Segment Start: Source information

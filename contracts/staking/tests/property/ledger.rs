#![allow(clippy::unwrap_used, clippy::expect_used, clippy::arithmetic_side_effects)]
//! Property-based state machine tests for the staking ledger.
//!
//! Random sequences of stakes, unstakes, reward claims, round withdrawals and
//! clock advances are replayed against a fresh pool.
//!
//! Invariants tested after every step:
//! - `total_supply` equals the sum of user stakes and the escrow supply
//! - every user's escrow balance equals their stake
//! - `reward_per_token` never decreases
//! - the pool always holds enough principal for stakes and unclaimed rounds

use proptest::prelude::*;
use proptest_derive::Arbitrary;
use soroban_sdk::Address;

use crate::fixture::{pool, Pool, DURATION, FEES, ONE};

const USERS: usize = 3;

#[derive(Clone, Debug, Arbitrary)]
enum Action {
    Stake {
        #[proptest(strategy = "0usize..USERS")]
        user: usize,
        #[proptest(strategy = "1i128..1_000")]
        amount: i128,
    },
    Unstake {
        #[proptest(strategy = "0usize..USERS")]
        user: usize,
        /// Share of the user's stake, in percent.
        #[proptest(strategy = "1i128..=100")]
        percent: i128,
        #[proptest(strategy = "0u64..(80 * 86_400)")]
        delay: u64,
    },
    GetReward {
        #[proptest(strategy = "0usize..USERS")]
        user: usize,
    },
    WithdrawRounds {
        #[proptest(strategy = "0usize..USERS")]
        user: usize,
    },
    Advance {
        #[proptest(strategy = "0u64..(DURATION / 10)")]
        seconds: u64,
    },
}

/// Sum of net amounts in rounds that are not yet claimed.
fn pending_rounds(pool: &Pool, users: &[Address]) -> i128 {
    let mut pending = 0;
    for user in users {
        for index in 0..pool.client.user_tokens_to_claim_counter(user) {
            let round = pool.client.user_tokens_to_claim(user, &index);
            if !round.claimed {
                pending += round.net_amount;
            }
        }
    }
    pending
}

/// Sum of penalties over every round ever opened.
fn penalties(pool: &Pool, users: &[Address]) -> i128 {
    let mut total = 0;
    for user in users {
        for index in 0..pool.client.user_tokens_to_claim_counter(user) {
            total += pool.client.user_tokens_to_claim(user, &index).penalty_amount;
        }
    }
    total
}

fn apply(pool: &Pool, users: &[Address], action: &Action) {
    match *action {
        Action::Stake { user, amount } => {
            pool.client.stake(&users[user], &(amount * ONE));
        }
        Action::Unstake {
            user,
            percent,
            delay,
        } => {
            let staked = pool.client.balance_of(&users[user]);
            let amount = staked * percent / 100;
            if amount > 0 {
                pool.escrow
                    .approve(&users[user], &pool.client.address, &amount);
                pool.client.unstake(&users[user], &amount, &delay, &FEES);
            }
        }
        Action::GetReward { user } => {
            pool.client.get_reward(&users[user], &FEES);
        }
        Action::WithdrawRounds { user } => {
            let now = pool.env.ledger().timestamp();
            for index in 0..pool.client.user_tokens_to_claim_counter(&users[user]) {
                let round = pool.client.user_tokens_to_claim(&users[user], &index);
                if !round.claimed && round.release_timestamp <= now {
                    pool.client
                        .withdraw_tokens_to_claim(&users[user], &index, &FEES);
                }
            }
        }
        Action::Advance { seconds } => pool.advance(seconds),
    }
}

proptest! {
    #![proptest_config(ProptestConfig::with_cases(64))]

    #[test]
    fn prop_ledger_stays_consistent(actions in prop::collection::vec(any::<Action>(), 1..25)) {
        let pool = pool();
        let users: Vec<Address> =
            (0..USERS).map(|_| pool.user(100_000 * ONE)).collect();

        let mut last_rpt = pool.client.reward_per_token();
        for action in &actions {
            apply(&pool, &users, action);

            let total = pool.client.total_supply();
            let sum: i128 = users.iter().map(|u| pool.client.balance_of(u)).sum();
            prop_assert_eq!(total, sum);
            prop_assert_eq!(pool.escrow.total_supply(), total);
            for user in &users {
                prop_assert_eq!(pool.escrow.balance(user), pool.client.balance_of(user));
            }

            let rpt = pool.client.reward_per_token();
            prop_assert!(rpt >= last_rpt);
            last_rpt = rpt;

            let held = pool.principal.balance(&pool.client.address);
            prop_assert!(held >= total + pending_rounds(&pool, &users));
        }
    }

    /// Once every reward is paid out the pool still covers all stakes and
    /// open rounds, and the treasury holds exactly the penalties.
    #[test]
    fn prop_rewards_bounded_by_budget(actions in prop::collection::vec(any::<Action>(), 1..25)) {
        let pool = pool();
        let users: Vec<Address> =
            (0..USERS).map(|_| pool.user(100_000 * ONE)).collect();

        for action in &actions {
            apply(&pool, &users, action);
        }
        pool.advance(DURATION);
        for user in &users {
            pool.client.get_reward(user, &FEES);
        }

        let held = pool.principal.balance(&pool.client.address);
        let obligations = pool.client.total_supply() + pending_rounds(&pool, &users);
        prop_assert!(held >= obligations);
        prop_assert!(pool.client.earned(&users[0]) == 0);
        prop_assert_eq!(pool.principal.balance(&pool.treasury), penalties(&pool, &users));
    }
}
#![no_std]

//! Liquidity-provider reward pool.
//!
//! Stakers lock LP receipt tokens and earn the base pool's principal token on
//! the same linear schedule as the base pool. Only a quarter of each claim is
//! paid out; the rest is staked into the base pool on the staker's behalf,
//! where it earns further rewards and is subject to the base pool's exit
//! penalty. LP tokens stay locked until the unlock horizon.

pub mod events;

use common::{
    accrual, fees,
    fees::FeeConfig,
    interfaces::{ContractsRepositoryClient, StakingPoolClient, STAKING},
    roles,
    schedule::{self, Schedule},
};
use soroban_sdk::{
    contract, contractimpl, contracttype, panic_with_error, symbol_short, token, Address, Env,
    Symbol,
};

use events::InitializedEvent;

const CONFIG: Symbol = symbol_short!("CONFIG");

/// Share of each claim paid straight to the staker, in basis points.
pub const DIRECT_SHARE_BPS: i128 = 2_500;
const BPS_DENOMINATOR: i128 = 10_000;

#[soroban_sdk::contracterror]
#[derive(Copy, Clone, Debug, Eq, PartialEq)]
#[repr(u32)]
pub enum ContractError {
    NotInitialized = 601,
    AlreadyInitialized = 602,
    Unauthorized = 603,
    InvalidInput = 604,
    RewardBalanceTooSmall = 605,
    CannotUnstake = 606,
    TokensLocked = 607,
    OnlyWithFees = 608,
    OnlyFeesManagerAccess = 609,
    NotConfigured = 610,
}

#[contracttype]
#[derive(Clone, Debug, Eq, PartialEq)]
pub struct LpStakingConfig {
    pub lp_token: Address,
    /// Principal token of the base pool; rewards are paid in it.
    pub reward_token: Address,
    pub access_control: Address,
    /// Resolves the base pool under `STAKING` at claim time.
    pub repository: Address,
    pub treasury: Address,
    pub fee_token: Address,
    pub fees: i128,
}

/// Outcome of a reward claim.
#[contracttype]
#[derive(Clone, Debug, Default, Eq, PartialEq)]
pub struct RewardSplit {
    pub direct: i128,
    pub restaked: i128,
}

#[contract]
pub struct LpStakingContract;

#[contractimpl]
impl LpStakingContract {
    pub fn __constructor(env: Env, config: LpStakingConfig) {
        if config.fees < 0 {
            panic_with_error!(&env, ContractError::InvalidInput);
        }
        fees::configure(
            &env,
            &FeeConfig {
                token: config.fee_token.clone(),
                amount: config.fees,
                treasury: config.treasury.clone(),
            },
        );
        env.storage().instance().set(&CONFIG, &config);
    }

    /// Fix the reward schedule. Same rules as the base pool: admin only,
    /// once, and the contract must already hold `amount` reward tokens.
    pub fn initialize(
        env: Env,
        caller: Address,
        amount: i128,
        start: u64,
        duration: u64,
        unlock_horizon: u64,
    ) -> Result<(), ContractError> {
        caller.require_auth();
        let config = Self::load_config(&env)?;
        if !roles::has_role(&env, &config.access_control, &roles::ADMIN, &caller) {
            return Err(ContractError::Unauthorized);
        }
        if schedule::is_active(&env) {
            return Err(ContractError::AlreadyInitialized);
        }
        if amount <= 0 || duration == 0 {
            return Err(ContractError::InvalidInput);
        }
        let period_finish = start
            .checked_add(duration)
            .ok_or(ContractError::InvalidInput)?;
        if unlock_horizon < period_finish {
            return Err(ContractError::InvalidInput);
        }
        let custodied = token::Client::new(&env, &config.reward_token)
            .balance(&env.current_contract_address());
        if custodied < amount {
            return Err(ContractError::RewardBalanceTooSmall);
        }

        let reward_rate = amount / duration as i128;
        accrual::start_period(&env, reward_rate, start, period_finish);
        schedule::activate(
            &env,
            &Schedule {
                reward_amount: amount,
                start,
                duration,
                unlock_horizon,
            },
        );

        events::publish_initialized(
            &env,
            InitializedEvent {
                admin: caller,
                reward_amount: amount,
                reward_rate,
                start,
                period_finish,
                unlock_horizon,
            },
        );
        Ok(())
    }

    pub fn stake(env: Env, staker: Address, amount: i128) -> Result<(), ContractError> {
        staker.require_auth();
        if !schedule::is_active(&env) {
            return Err(ContractError::NotInitialized);
        }
        if amount <= 0 {
            return Err(ContractError::InvalidInput);
        }
        let config = Self::load_config(&env)?;

        accrual::checkpoint(&env, Some(&staker));
        token::Client::new(&env, &config.lp_token).transfer(
            &staker,
            &env.current_contract_address(),
            &amount,
        );
        let new_total = accrual::increase_stake(&env, &staker, amount);

        events::publish_staked(&env, staker, amount, new_total);
        Ok(())
    }

    /// Return `amount` LP tokens. Only possible from the unlock horizon on.
    pub fn withdraw(
        env: Env,
        staker: Address,
        amount: i128,
        fee: i128,
    ) -> Result<(), ContractError> {
        staker.require_auth();
        Self::charge_fee(&env, &staker, fee)?;

        if amount <= 0 {
            return Err(ContractError::InvalidInput);
        }
        if accrual::balance_of(&env, &staker) < amount {
            return Err(ContractError::CannotUnstake);
        }
        if env.ledger().timestamp() < schedule::unlock_horizon(&env) {
            return Err(ContractError::TokensLocked);
        }
        let config = Self::load_config(&env)?;

        accrual::checkpoint(&env, Some(&staker));
        let new_total =
            accrual::decrease_stake(&env, &staker, amount).ok_or(ContractError::CannotUnstake)?;
        token::Client::new(&env, &config.lp_token).transfer(
            &env.current_contract_address(),
            &staker,
            &amount,
        );

        events::publish_withdrawn(&env, staker, amount, new_total);
        Ok(())
    }

    /// Claim accrued rewards: [`DIRECT_SHARE_BPS`] of them are paid out, the
    /// remainder is staked into the base pool with `staker` as beneficiary.
    pub fn get_reward(
        env: Env,
        staker: Address,
        fee: i128,
    ) -> Result<RewardSplit, ContractError> {
        staker.require_auth();
        Self::charge_fee(&env, &staker, fee)?;
        let config = Self::load_config(&env)?;

        accrual::checkpoint(&env, Some(&staker));
        let reward = accrual::take_rewards(&env, &staker);
        if reward <= 0 {
            return Ok(RewardSplit::default());
        }

        let direct = accrual::mul_div(&env, reward, DIRECT_SHARE_BPS, BPS_DENOMINATOR);
        let restaked = reward - direct;
        let this = env.current_contract_address();
        let reward_token = token::Client::new(&env, &config.reward_token);

        if direct > 0 {
            reward_token.transfer(&this, &staker, &direct);
        }

        let staking_pool =
            ContractsRepositoryClient::new(&env, &config.repository).get_contract(&STAKING);
        if restaked > 0 {
            // The base pool pulls exactly this allowance within the call.
            reward_token.approve(&this, &staking_pool, &restaked, &env.ledger().sequence());
            StakingPoolClient::new(&env, &staking_pool).stake_as(&this, &staker, &restaked);
        }

        events::publish_reward_split(&env, staker, direct, restaked, staking_pool);
        Ok(RewardSplit { direct, restaked })
    }

    /// Sweep collected flat fees to the treasury. Fee managers only.
    pub fn transfer_fees(env: Env, caller: Address) -> Result<i128, ContractError> {
        caller.require_auth();
        let config = Self::load_config(&env)?;
        if !roles::has_role(&env, &config.access_control, &roles::FEES_MANAGER, &caller) {
            return Err(ContractError::OnlyFeesManagerAccess);
        }
        let amount = fees::sweep(&env);
        if amount > 0 {
            events::publish_fees_transferred(&env, caller, config.treasury, amount);
        }
        Ok(amount)
    }

    // ── View functions ───────────────────────────────────────────────────────

    pub fn total_supply(env: Env) -> i128 {
        accrual::load(&env).total_staked
    }

    pub fn balance_of(env: Env, staker: Address) -> i128 {
        accrual::balance_of(&env, &staker)
    }

    pub fn reward_rate(env: Env) -> i128 {
        accrual::load(&env).reward_rate
    }

    pub fn reward_per_token(env: Env) -> i128 {
        let state = accrual::load(&env);
        accrual::reward_per_token(&env, &state, env.ledger().timestamp())
    }

    pub fn last_time_reward_applicable(env: Env) -> u64 {
        let state = accrual::load(&env);
        accrual::last_time_reward_applicable(&state, env.ledger().timestamp())
    }

    pub fn period_finish(env: Env) -> u64 {
        accrual::load(&env).period_finish
    }

    pub fn earned(env: Env, staker: Address) -> i128 {
        accrual::earned(&env, &staker)
    }

    pub fn unlock_horizon(env: Env) -> u64 {
        schedule::unlock_horizon(&env)
    }

    pub fn is_initialized(env: Env) -> bool {
        schedule::is_active(&env)
    }

    pub fn fees(env: Env) -> i128 {
        fees::amount(&env)
    }

    pub fn collected_fees(env: Env) -> i128 {
        fees::collected(&env)
    }

    pub fn get_config(env: Env) -> Result<LpStakingConfig, ContractError> {
        Self::load_config(&env)
    }

    // ── Internal helpers ─────────────────────────────────────────────────────

    fn load_config(env: &Env) -> Result<LpStakingConfig, ContractError> {
        env.storage()
            .instance()
            .get(&CONFIG)
            .ok_or(ContractError::NotConfigured)
    }

    fn charge_fee(env: &Env, payer: &Address, fee: i128) -> Result<(), ContractError> {
        if !fees::charge(env, payer, fee) {
            return Err(ContractError::OnlyWithFees);
        }
        Ok(())
    }
}
use soroban_sdk::{symbol_short, Address, Env, Symbol};

use crate::interfaces::AccessControlClient;

// ── Role identifiers ─────────────────────────────────────────────────────────

/// Administrator: may grant and revoke every role, itself included.
pub const ADMIN: Symbol = symbol_short!("ADMIN");
/// May mint and burn escrow receipt tokens and be approved to move them.
pub const ESCROW_MINTER: Symbol = symbol_short!("ESC_MINT");
/// May sweep collected flat fees to the treasury.
pub const FEES_MANAGER: Symbol = symbol_short!("FEE_MGR");
/// May overwrite bindings in the contracts repository.
pub const REPOSITORY_OWNER: Symbol = symbol_short!("REPO_OWN");

// ── Guards ───────────────────────────────────────────────────────────────────

/// Asks the access-control registry at `registry` whether `account` holds
/// `role`.
///
/// Contracts call this at the entry of every gated operation and map a
/// `false` to their own error variant.
pub fn has_role(env: &Env, registry: &Address, role: &Symbol, account: &Address) -> bool {
    AccessControlClient::new(env, registry).has_role(role, account)
}
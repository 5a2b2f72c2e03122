#![allow(deprecated)] // events().publish migration tracked separately

use soroban_sdk::{symbol_short, Address, Env, Symbol};

#[soroban_sdk::contracttype]
#[derive(Clone, Debug, Eq, PartialEq)]
pub struct RoleChangedEvent {
    pub role: Symbol,
    pub account: Address,
    pub sender: Address,
    pub timestamp: u64,
}

pub fn publish_role_granted(env: &Env, role: Symbol, account: Address, sender: Address) {
    env.events().publish(
        (symbol_short!("ROLE_GRNT"), role.clone()),
        RoleChangedEvent {
            role,
            account,
            sender,
            timestamp: env.ledger().timestamp(),
        },
    );
}

pub fn publish_role_revoked(env: &Env, role: Symbol, account: Address, sender: Address) {
    env.events().publish(
        (symbol_short!("ROLE_RVK"), role.clone()),
        RoleChangedEvent {
            role,
            account,
            sender,
            timestamp: env.ledger().timestamp(),
        },
    );
}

Segment End: Source information

Exercise goal => Each line of the entries above that contains "percent" must be copied into the answer.

Answer to the exercise =>
        /// Share of the user's stake, in percent.
        percent: i128,
            percent,
            let amount = staked * percent / 100;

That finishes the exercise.